On Friday, Forsyth told reporters that MSU had attempted to "stonewall" an investigation into Nassar, ESPN reported. According to Forsyth, MSU officials provided investigators with numerous irrelevant documents — concerning everything from the university's bed bug policy to restaurant coupons — and issued misleading public statements. These unrelated materials, many of which included heavily redacted content, consequently made it difficult for investigators to discern who actually knew about Nassar's abuse and what they did about it, Forsyth said.

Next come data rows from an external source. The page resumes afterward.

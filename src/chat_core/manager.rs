//! Session lifecycle and persistence coordination.
//!
//! `SessionManager` owns every session through its `ContextWindow` and never
//! touches `messages` / `total_tokens` itself. Each mutating operation applies
//! the change in memory first, then writes through the `SessionStore`. A
//! failed write is surfaced to the caller but the in-memory change stays.

use std::collections::HashMap;
use std::sync::Arc;

use super::context::ContextWindow;
use super::errors::ChatError;
use super::store::SessionStore;
use super::tokens::TokenCounter;
use super::types::{ContextWindowConfig, Message, Session};

// ─── SessionManager ─────────────────────────────────────────────────────────

/// Owns the set of sessions and the notion of a current session.
pub struct SessionManager {
    sessions: HashMap<String, ContextWindow>,
    current_session_id: Option<String>,
    store: Arc<dyn SessionStore>,
    counter: Arc<dyn TokenCounter>,
    config: ContextWindowConfig,
    /// Model for sessions created without an explicit one.
    default_model: String,
}

impl SessionManager {
    /// Load all persisted sessions and rebuild one context window per session.
    ///
    /// The most recently updated session becomes current; with no sessions,
    /// current stays `None` until one is created.
    pub async fn load(
        store: Arc<dyn SessionStore>,
        counter: Arc<dyn TokenCounter>,
        config: ContextWindowConfig,
        default_model: impl Into<String>,
    ) -> Result<Self, ChatError> {
        let mut sessions = HashMap::new();
        let mut current: Option<(String, chrono::DateTime<chrono::Utc>)> = None;

        for session in store.get_all_sessions().await? {
            let messages = store.get_session_messages(&session.id).await?;
            let persisted = messages.len();
            let (window, evicted) =
                ContextWindow::restore(session, messages, config.clone(), counter.clone());

            tracing::debug!(
                session_id = %window.id(),
                persisted,
                evicted,
                total_tokens = window.total_tokens(),
                "session restored"
            );

            let updated_at = window.session().updated_at;
            if current.as_ref().map_or(true, |(_, ts)| updated_at > *ts) {
                current = Some((window.id().to_string(), updated_at));
            }
            sessions.insert(window.id().to_string(), window);
        }

        tracing::info!(
            sessions = sessions.len(),
            current = ?current.as_ref().map(|(id, _)| id.as_str()),
            "session manager loaded"
        );

        Ok(Self {
            sessions,
            current_session_id: current.map(|(id, _)| id),
            store,
            counter,
            config,
            default_model: default_model.into(),
        })
    }

    // ─── Read-only state ────────────────────────────────────────────────

    pub fn current_session_id(&self) -> Option<&str> {
        self.current_session_id.as_deref()
    }

    pub fn current_session(&self) -> Option<&Session> {
        self.current_session_id
            .as_deref()
            .and_then(|id| self.session(id))
    }

    pub fn session(&self, session_id: &str) -> Option<&Session> {
        self.sessions.get(session_id).map(|w| w.session())
    }

    pub fn window(&self, session_id: &str) -> Option<&ContextWindow> {
        self.sessions.get(session_id)
    }

    /// All sessions, most recently updated first.
    pub fn sessions(&self) -> Vec<&Session> {
        let mut sessions: Vec<&Session> = self.sessions.values().map(|w| w.session()).collect();
        sessions.sort_by(|a, b| b.updated_at.cmp(&a.updated_at));
        sessions
    }

    /// Conversation history to send for the current session.
    pub fn relevant_context(&self) -> Result<Vec<&Message>, ChatError> {
        let id = self
            .current_session_id
            .as_deref()
            .ok_or(ChatError::NoActiveSession)?;
        self.relevant_context_for(id)
    }

    pub fn relevant_context_for(&self, session_id: &str) -> Result<Vec<&Message>, ChatError> {
        Ok(self.window_ref(session_id)?.relevant_context())
    }

    pub fn default_model(&self) -> &str {
        &self.default_model
    }

    pub fn store(&self) -> &Arc<dyn SessionStore> {
        &self.store
    }

    // ─── Session lifecycle ──────────────────────────────────────────────

    /// Create, persist, and select a new empty session.
    pub async fn create_session(&mut self, model: Option<&str>) -> Result<Session, ChatError> {
        let session = Session::new(model.unwrap_or(&self.default_model));
        self.store.create_session(&session).await?;

        let window = ContextWindow::new(session.clone(), self.config.clone(), self.counter.clone());
        self.sessions.insert(session.id.clone(), window);
        self.current_session_id = Some(session.id.clone());

        tracing::info!(session_id = %session.id, model = %session.model, "session created");
        Ok(session)
    }

    /// Make `session_id` current. Unknown ids are a no-op returning `None`.
    pub fn switch_session(&mut self, session_id: &str) -> Option<&Session> {
        if !self.sessions.contains_key(session_id) {
            tracing::debug!(session_id = %session_id, "switch to unknown session ignored");
            return None;
        }
        self.current_session_id = Some(session_id.to_string());
        tracing::info!(session_id = %session_id, "session switched");
        self.session(session_id)
    }

    /// Delete a session's persisted messages and record, then drop it locally.
    ///
    /// If it was current, the most recently updated remaining session (or
    /// none) becomes current.
    pub async fn delete_session(&mut self, session_id: &str) -> Result<(), ChatError> {
        if !self.sessions.contains_key(session_id) {
            return Err(ChatError::SessionNotFound {
                session_id: session_id.to_string(),
            });
        }

        self.store.delete_session(session_id).await?;
        self.sessions.remove(session_id);

        if self.current_session_id.as_deref() == Some(session_id) {
            self.current_session_id = self.sessions().first().map(|s| s.id.clone());
        }

        tracing::info!(
            session_id = %session_id,
            current = ?self.current_session_id,
            "session deleted"
        );
        Ok(())
    }

    /// Persist a new display name for a session.
    pub async fn rename_session(&mut self, session_id: &str, name: &str) -> Result<(), ChatError> {
        self.window_mut(session_id)?.rename(name);
        self.persist_session(session_id).await
    }

    /// Persist a new backend model for a session.
    pub async fn set_session_model(
        &mut self,
        session_id: &str,
        model: &str,
    ) -> Result<(), ChatError> {
        self.window_mut(session_id)?.set_model(model);
        self.persist_session(session_id).await
    }

    /// Re-persist a session's mutable metadata from a caller-edited copy.
    ///
    /// Only `name` and `model` are taken from `session`; messages and the
    /// token total stay owned by the context window.
    pub async fn update_session(&mut self, session: &Session) -> Result<(), ChatError> {
        let window = self.window_mut(&session.id)?;
        if window.session().name != session.name {
            window.rename(session.name.clone());
        }
        if window.session().model != session.model {
            window.set_model(session.model.clone());
        }
        self.persist_session(&session.id).await
    }

    // ─── Messages ───────────────────────────────────────────────────────

    /// Append a message to the current session.
    pub async fn add_message(&mut self, message: Message) -> Result<Message, ChatError> {
        let id = self
            .current_session_id
            .clone()
            .ok_or(ChatError::NoActiveSession)?;
        self.add_message_to(&id, message).await
    }

    /// Append a message to a specific session and persist it with the
    /// updated session metadata. Returns the stored copy (token count set).
    pub async fn add_message_to(
        &mut self,
        session_id: &str,
        message: Message,
    ) -> Result<Message, ChatError> {
        let window = self.window_mut(session_id)?;
        let message_id = message.id.clone();
        let evicted = window.add_message(message);
        let stored = window
            .message(&message_id)
            .cloned()
            .ok_or(ChatError::MessageNotFound { message_id })?;

        tracing::debug!(
            session_id = %session_id,
            message_id = %stored.id,
            role = %stored.role,
            tokens = stored.tokens(),
            evicted = evicted.len(),
            "message added"
        );

        self.store.add_message(&stored).await?;
        self.persist_session(session_id).await?;
        Ok(stored)
    }

    /// Append a streamed fragment to a message and write it through.
    ///
    /// This is the per-fragment path: a failed write is logged and the call
    /// still succeeds, since the next write repeats the full content. Only
    /// in-memory failures (unknown session or message) are returned.
    pub async fn append_fragment(
        &mut self,
        session_id: &str,
        message_id: &str,
        fragment: &str,
    ) -> Result<Message, ChatError> {
        let window = self.window_mut(session_id)?;
        window.append_to_message(message_id, fragment)?;
        let updated = window
            .message(message_id)
            .cloned()
            .ok_or_else(|| ChatError::MessageNotFound {
                message_id: message_id.to_string(),
            })?;

        if let Err(e) = self.store.update_message(&updated).await {
            tracing::warn!(
                session_id = %session_id,
                message_id = %message_id,
                error = %e,
                "fragment write failed, will retry at stream end"
            );
        }
        Ok(updated)
    }

    /// Apply a caller-edited message's content and re-persist it.
    pub async fn update_message(&mut self, message: &Message) -> Result<Message, ChatError> {
        let window = self.window_mut(&message.session_id)?;
        let current = window
            .message(&message.id)
            .ok_or_else(|| ChatError::MessageNotFound {
                message_id: message.id.clone(),
            })?;
        if current.content != message.content {
            window.update_content(&message.id, message.content.clone())?;
        }
        self.flush_message(&message.session_id, &message.id).await
    }

    /// Write the full message and session metadata again (at-least-once).
    pub async fn flush_message(
        &self,
        session_id: &str,
        message_id: &str,
    ) -> Result<Message, ChatError> {
        let window = self.window_ref(session_id)?;
        let message = window
            .message(message_id)
            .cloned()
            .ok_or_else(|| ChatError::MessageNotFound {
                message_id: message_id.to_string(),
            })?;
        self.store.add_message(&message).await?;
        self.persist_session(session_id).await?;
        Ok(message)
    }

    /// Remove a message from the window and the store.
    pub async fn remove_message(
        &mut self,
        session_id: &str,
        message_id: &str,
    ) -> Result<Message, ChatError> {
        let removed = self.window_mut(session_id)?.remove_message(message_id)?;
        self.store.delete_message(message_id).await?;
        self.persist_session(session_id).await?;
        tracing::debug!(session_id = %session_id, message_id = %message_id, "message removed");
        Ok(removed)
    }

    // ─── Internal ───────────────────────────────────────────────────────

    async fn persist_session(&self, session_id: &str) -> Result<(), ChatError> {
        let metadata = self.window_ref(session_id)?.session().metadata();
        self.store.update_session(&metadata).await
    }

    fn window_ref(&self, session_id: &str) -> Result<&ContextWindow, ChatError> {
        self.sessions
            .get(session_id)
            .ok_or_else(|| ChatError::SessionNotFound {
                session_id: session_id.to_string(),
            })
    }

    fn window_mut(&mut self, session_id: &str) -> Result<&mut ContextWindow, ChatError> {
        self.sessions
            .get_mut(session_id)
            .ok_or_else(|| ChatError::SessionNotFound {
                session_id: session_id.to_string(),
            })
    }
}

// ─── Tests ──────────────────────────────────────────────────────────────────
//! Inference client for a local Ollama-compatible generation backend.
//!
//! This module handles all communication with the model endpoint:
//! - Streaming `/generate` requests with cooperative cancellation
//! - Incremental NDJSON decoding into text fragments
//! - Model listing and backend liveness checks via `/tags`
//!
//! The chat core depends only on the `GenerationBackend` trait, so the HTTP
//! client can be swapped for a scripted backend in tests.

pub mod client;
pub mod errors;
pub mod streaming;
pub mod types;

pub use client::{GenerationBackend, InferenceClient};
pub use errors::InferenceError;
pub use streaming::FragmentStream;
pub use types::{GenerateRequest, ModelInfo, StreamEvent};
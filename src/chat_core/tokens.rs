//! Token estimation for context window management.
//!
//! Uses a character-based heuristic calibrated for LLM tokenizers: English
//! prose averages ~3.5-4.0 bytes per token, and we divide by 3.2 to err on
//! the side of overestimation. A real tokenizer can replace this by
//! implementing [`TokenCounter`].
//!
//! Every component that touches `total_tokens` must count through the same
//! `TokenCounter` instance, otherwise the running total drifts from the sum of
//! per-message counts.

// ─── Constants ──────────────────────────────────────────────────────────────

/// Average bytes per token for English prose.
const BYTES_PER_TOKEN: f64 = 3.2;

// ─── UTF-8 Safe Truncation ──────────────────────────────────────────────────

/// Truncate a string to at most `max_bytes` bytes on a valid UTF-8 char boundary.
pub(crate) fn truncate_utf8(s: &str, max_bytes: usize) -> &str {
    if s.len() <= max_bytes {
        return s;
    }
    let mut end = max_bytes;
    while end > 0 && !s.is_char_boundary(end) {
        end -= 1;
    }
    &s[..end]
}

// ─── TokenCounter ───────────────────────────────────────────────────────────

/// Deterministic text → token count mapping.
///
/// Implementations must be pure: the same text always yields the same count,
/// and the empty string yields 0.
pub trait TokenCounter: Send + Sync {
    fn count(&self, text: &str) -> u32;
}

/// Default counter: `ceil(bytes / 3.2)`.
#[derive(Debug, Default, Clone, Copy)]
pub struct HeuristicTokenCounter;

impl TokenCounter for HeuristicTokenCounter {
    fn count(&self, text: &str) -> u32 {
        estimate_tokens(text)
    }
}

/// Estimate the token count for a string of natural language text.
pub fn estimate_tokens(text: &str) -> u32 {
    let bytes = text.len() as f64;
    (bytes / BYTES_PER_TOKEN).ceil() as u32
}

// ─── Tests ──────────────────────────────────────────────────────────────────
// ─── Tests ──────────────────────────────────────────────────────────────────

#[cfg(test)]
mod tests {
    use super::*;
    use chrono::Duration;

    fn test_store() -> SqliteSessionStore {
        SqliteSessionStore::open(":memory:").unwrap()
    }

    fn message(session: &Session, role: Role, content: &str, tokens: u32) -> Message {
        let mut m = Message::new(&session.id, role, content);
        m.token_count = Some(tokens);
        m
    }

    #[tokio::test]
    async fn test_create_and_list_sessions() {
        let store = test_store();
        let mut older = Session::new("llama3");
        older.updated_at = Utc::now() - Duration::hours(1);
        let newer = Session::new("deepseek-r1:14b");
        store.create_session(&older).await.unwrap();
        store.create_session(&newer).await.unwrap();

        let sessions = store.get_all_sessions().await.unwrap();
        assert_eq!(sessions.len(), 2);
        assert_eq!(sessions[0].id, newer.id);
        assert_eq!(sessions[1].model, "llama3");
        assert!(sessions[0].messages.is_empty());
    }

    #[tokio::test]
    async fn test_update_session_persists_metadata() {
        let store = test_store();
        let mut session = Session::new("llama3");
        store.create_session(&session).await.unwrap();

        session.name = "Greetings".to_string();
        session.total_tokens = 17;
        store.update_session(&session).await.unwrap();

        let loaded = store.get_all_sessions().await.unwrap();
        assert_eq!(loaded[0].name, "Greetings");
        assert_eq!(loaded[0].total_tokens, 17);
    }

    #[tokio::test]
    async fn test_update_unknown_session() {
        let store = test_store();
        let err = store.update_session(&Session::new("m")).await.unwrap_err();
        assert!(matches!(err, ChatError::SessionNotFound { .. }));
    }

    #[tokio::test]
    async fn test_messages_round_trip_in_order() {
        let store = test_store();
        let session = Session::new("llama3");
        store.create_session(&session).await.unwrap();

        let first = message(&session, Role::User, "hello", 2);
        let second = message(&session, Role::Assistant, "hi there", 3);
        store.add_message(&first).await.unwrap();
        store.add_message(&second).await.unwrap();

        let loaded = store.get_session_messages(&session.id).await.unwrap();
        assert_eq!(loaded.len(), 2);
        assert_eq!(loaded[0].id, first.id);
        assert_eq!(loaded[0].content, "hello");
        assert_eq!(loaded[0].session_id, session.id);
        assert_eq!(loaded[1].role, Role::Assistant);
        assert_eq!(loaded[1].token_count, Some(3));
    }

    #[tokio::test]
    async fn test_add_message_twice_overwrites() {
        let store = test_store();
        let session = Session::new("llama3");
        store.create_session(&session).await.unwrap();

        let mut reply = message(&session, Role::Assistant, "", 0);
        store.add_message(&reply).await.unwrap();
        reply.content = "Hello".to_string();
        reply.token_count = Some(2);
        store.add_message(&reply).await.unwrap();

        let loaded = store.get_session_messages(&session.id).await.unwrap();
        assert_eq!(loaded.len(), 1);
        assert_eq!(loaded[0].content, "Hello");
    }

    #[tokio::test]
    async fn test_update_and_delete_message() {
        let store = test_store();
        let session = Session::new("llama3");
        store.create_session(&session).await.unwrap();

        let mut reply = message(&session, Role::Assistant, "Hel", 1);
        store.add_message(&reply).await.unwrap();
        reply.content.push_str("lo");
        reply.token_count = Some(2);
        store.update_message(&reply).await.unwrap();
        assert_eq!(
            store.get_session_messages(&session.id).await.unwrap()[0].content,
            "Hello"
        );

        store.delete_message(&reply.id).await.unwrap();
        assert!(store.get_session_messages(&session.id).await.unwrap().is_empty());

        let err = store.update_message(&reply).await.unwrap_err();
        assert!(matches!(err, ChatError::MessageNotFound { .. }));
    }

    #[tokio::test]
    async fn test_delete_session_cascades() {
        let store = test_store();
        let session = Session::new("llama3");
        store.create_session(&session).await.unwrap();
        store
            .add_message(&message(&session, Role::User, "hi", 1))
            .await
            .unwrap();

        store.delete_session(&session.id).await.unwrap();
        assert!(store.get_all_sessions().await.unwrap().is_empty());
        assert!(store.get_session_messages(&session.id).await.unwrap().is_empty());
    }

    #[tokio::test]
    async fn test_message_for_unknown_session_rejected() {
        let store = test_store();
        let orphan = Message::user("no-such-session", "hi");
        assert!(store.add_message(&orphan).await.is_err());
    }

    #[tokio::test]
    async fn test_token_usage_analytics() {
        let store = test_store();
        let a = Session::new("llama3");
        let b = Session::new("deepseek-r1:14b");
        store.create_session(&a).await.unwrap();
        store.create_session(&b).await.unwrap();

        let mut yesterday = message(&a, Role::User, "old", 5);
        yesterday.timestamp = Utc::now() - Duration::days(1);
        store.add_message(&yesterday).await.unwrap();
        store
            .add_message(&message(&a, Role::Assistant, "reply", 7))
            .await
            .unwrap();
        store
            .add_message(&message(&b, Role::User, "question", 20))
            .await
            .unwrap();

        let by_day = store.token_usage_by_day().unwrap();
        assert_eq!(by_day.len(), 2);
        assert!(by_day[0].date > by_day[1].date);
        assert_eq!(by_day[0].tokens, 27);
        assert_eq!(by_day[1].messages, 1);

        let by_model = store.token_usage_by_model().unwrap();
        assert_eq!(by_model[0].model, "deepseek-r1:14b");
        assert_eq!(by_model[0].tokens, 20);
        assert_eq!(by_model[1].tokens, 12);

        let by_role = store.token_usage_by_role().unwrap();
        assert_eq!(by_role.len(), 2);
        assert_eq!(by_role[0].role, Role::Assistant);
        assert_eq!(by_role[0].tokens, 7);
        assert_eq!(by_role[1].tokens, 25);
    }

    #[tokio::test]
    async fn test_session_stats() {
        let store = test_store();
        let session = Session::new("llama3");
        store.create_session(&session).await.unwrap();

        let start = Utc::now() - Duration::seconds(90);
        let mut question = message(&session, Role::User, "q", 4);
        question.timestamp = start;
        let mut answer = message(&session, Role::Assistant, "a", 10);
        answer.timestamp = start + Duration::seconds(90);
        store.add_message(&question).await.unwrap();
        store.add_message(&answer).await.unwrap();

        let stats = store.session_stats(&session.id).unwrap();
        assert_eq!(stats.message_count, 2);
        assert_eq!(stats.total_tokens, 14);
        assert_eq!(stats.user_tokens, 4);
        assert_eq!(stats.assistant_tokens, 10);
        assert_eq!(stats.duration_secs, 90);
    }

    #[tokio::test]
    async fn test_session_stats_empty_and_missing() {
        let store = test_store();
        let session = Session::new("llama3");
        store.create_session(&session).await.unwrap();

        let stats = store.session_stats(&session.id).unwrap();
        assert_eq!(stats.message_count, 0);
        assert_eq!(stats.duration_secs, 0);

        let missing = store.session_stats("missing").unwrap();
        assert_eq!(missing.message_count, 0);
        assert_eq!(missing.total_tokens, 0);
        assert_eq!(missing.duration_secs, 0);
    }

    #[tokio::test]
    async fn test_wipe() {
        let store = test_store();
        let session = Session::new("llama3");
        store.create_session(&session).await.unwrap();
        store
            .add_message(&message(&session, Role::User, "hi", 1))
            .await
            .unwrap();

        store.wipe().unwrap();
        assert!(store.get_all_sessions().await.unwrap().is_empty());
        assert!(store.token_usage_by_day().unwrap().is_empty());
    }

    #[tokio::test]
    async fn test_reopen_on_disk() {
        let dir = tempfile::tempdir().unwrap();
        let path = dir.path().join("chat.db");
        let path = path.to_str().unwrap();

        let session = Session::new("llama3");
        {
            let store = SqliteSessionStore::open(path).unwrap();
            store.create_session(&session).await.unwrap();
            store
                .add_message(&message(&session, Role::User, "persisted", 3))
                .await
                .unwrap();
        }

        let store = SqliteSessionStore::open(path).unwrap();
        let sessions = store.get_all_sessions().await.unwrap();
        assert_eq!(sessions[0].id, session.id);
        let messages = store.get_session_messages(&session.id).await.unwrap();
        assert_eq!(messages[0].content, "persisted");
    }
}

“An institution truly interested in the truth would not have acted as MSU has,” Forsyth wrote in his report, per the Lansing State Journal. “For as long as MSU frustrates the search for the truth, we will never be fully confident that we have it."

The attorney general's investigation into MSU revealed that 11 MSU employees failed to report Nassar's abuse upon learning about it, BuzzFeed News reported, and three former university officials have had criminal charges filed against them.

Even as his investigation uncovered just how much MSU had protected Nassar, Forsyth told reporters that Nassar still believes he didn't do anything wrong, according to BuzzFeed News. During his trial, Nassar told his accusers that their words had a "significant emotional effect" on him. During interviews with Forsyth and his team, however, Nassar reportedly said that his actions "should have been handled as a medical malpractice case," prompting Forsyth to describe Nassar's remorse as a "farce."

"Finally, and contrary to his sworn statement at the time he pleaded guilty, he was adamant that all of his 'treatment' was done for medical purpose, not for his own pleasure," Forsyth wrote in his report, per BuzzFeed News.

Forsyth also told reporters that Nassar only pleaded guilty because he lost both his medical license and the medical community's support following authorities' discovery that he had child pornography in his possession.

After Forsyth and the attorney general's office released a report of their findings, MSU spokeswoman Emily Guerrant issued a statement saying that the university is "is extraordinarily sorry that Larry Nassar was on our campus and has hurt so many people."

At a news conference in Lansing, however, Forsyth said that MSU needed a "top-down culture change" to combat sexual violence in the future.

"I'm sorry that this happened to them," Forsyth said of the people who survived Nassar's abuse. "It continues to happen to them in the sense that they will never know what happened."

Forsyth concluded that MSU's failure to put a stop to Nassar's abuse was due to "people, not policy," and argued that survivors would justifiably remain skeptical of the university's policies.